“Creep” (2004) just wants to piss you off


More intent on pissing you off than scaring you, Christopher Smith’s 2004 grungy-slick Creep throws innocent bodies in the way of Franka Potente’s numbskull actress to perish at the hands of a deformed psycho in the bowels of the London Underground. Worse than the dodgy acting and its inexplicable premise of a random loner getting away with so much indiscriminate murder, and probably on par with its arbitrary interest in sexual violence, is the introduction to and sidelining of a far more worthy hero in Paul Rattray’s Jimmy, a subway denizen whom Potente’s Kate shamelessly coaxes into abandoning his drug-addled sweetheart to help her find an exit despite the mounting weirdness around them. Nevertheless, Kate’s our gal, leaving us rooting for her swift demise before entrapping another poor soul into her luckless night.

Having no sense of where it wants to take us, the script decides on everywhere. It’s the Underground. It’s the sewage system. It’s an abandoned medical facility. The more places we go, the more amazing it is Kate can’t find the street. Sure enough, she’ll stumble into the monster’s lair, but only after two false starts and enough screen time from Sean Harris’ half Roark Jr.-half The Descent crawler villain to strip him of any lingering scariness. Knowing it’s Harris under the makeup antes up the creepiness, but once his character’s personality shifts from naive instinct to sadistic self-awareness, we kick into a different gear of subterranean black humor that makes this fleet exercise in claustrophobic horror impossible to enjoy.

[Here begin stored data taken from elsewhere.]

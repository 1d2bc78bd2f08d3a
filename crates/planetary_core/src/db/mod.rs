//! SQLite storage bootstrap, schema definitions and migrations.
//!
//! # Responsibility
//! - Open and configure SQLite connections for the planetary core.
//! - Declare tables and render DDL with deterministic constraint names.
//! - Apply schema migrations in deterministic order.
//!
//! # Invariants
//! - Migration version is tracked via `PRAGMA user_version`.
//! - Core code must not read/write records before migrations succeed.
//! - Every connection handed out has `foreign_keys=ON`.

use std::error::Error;
use std::fmt::{Display, Formatter};

pub mod migrations;
pub mod naming;
mod open;
pub mod schema;

pub use open::{open_db, open_db_in_memory};

pub type DbResult<T> = Result<T, DbError>;

#[derive(Debug)]
pub enum DbError {
    Sqlite(rusqlite::Error),
    UnsupportedSchemaVersion {
        db_version: u32,
        latest_supported: u32,
    },
    /// Constraint name template could not be rendered.
    Naming {
        template: String,
        token: String,
    },
}

impl Display for DbError {
    fn fmt(&self, f: &mut Formatter<'_>) -> std::fmt::Result {
        match self {
            Self::Sqlite(err) => write!(f, "{err}"),
            Self::UnsupportedSchemaVersion {
                db_version,
                latest_supported,
            } => write!(
                f,
                "database schema version {db_version} is newer than supported {latest_supported}"
            ),
            Self::Naming { template, token } => write!(
                f,
                "naming template `{template}` uses unavailable token `{token}`"
            ),
        }
    }
}

impl Error for DbError {
    fn source(&self) -> Option<&(dyn Error + 'static)> {
        match self {
            Self::Sqlite(err) => Some(err),
            Self::UnsupportedSchemaVersion { .. } => None,
            Self::Naming { .. } => None,
        }
    }
}

impl From<rusqlite::Error> for DbError {
    fn from(value: rusqlite::Error) -> Self {
        Self::Sqlite(value)
    }
}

Smith may have moved on to interesting fare like Triangle and Black Death, but with Creep his aesthetic is five years’ stale and his take on a bare bones setup too straightforward. Individual scenes stand on their own merits – an extended opening scene with two gabbing sanitation workers, Rattray’s brief onscreen sojourn, and a left-field interlude with a persnickety security guard (“supervisor!”) via CCTV – but they’re no more than standalone vignettes in search of better glue than Kate’s zipping between them. Had Creep been able to commit to a single tone it stands a better chance of having lasted longer in the memory, but between its unevenness and its infectious simmering anger, it makes itself a truly unpleasant experience.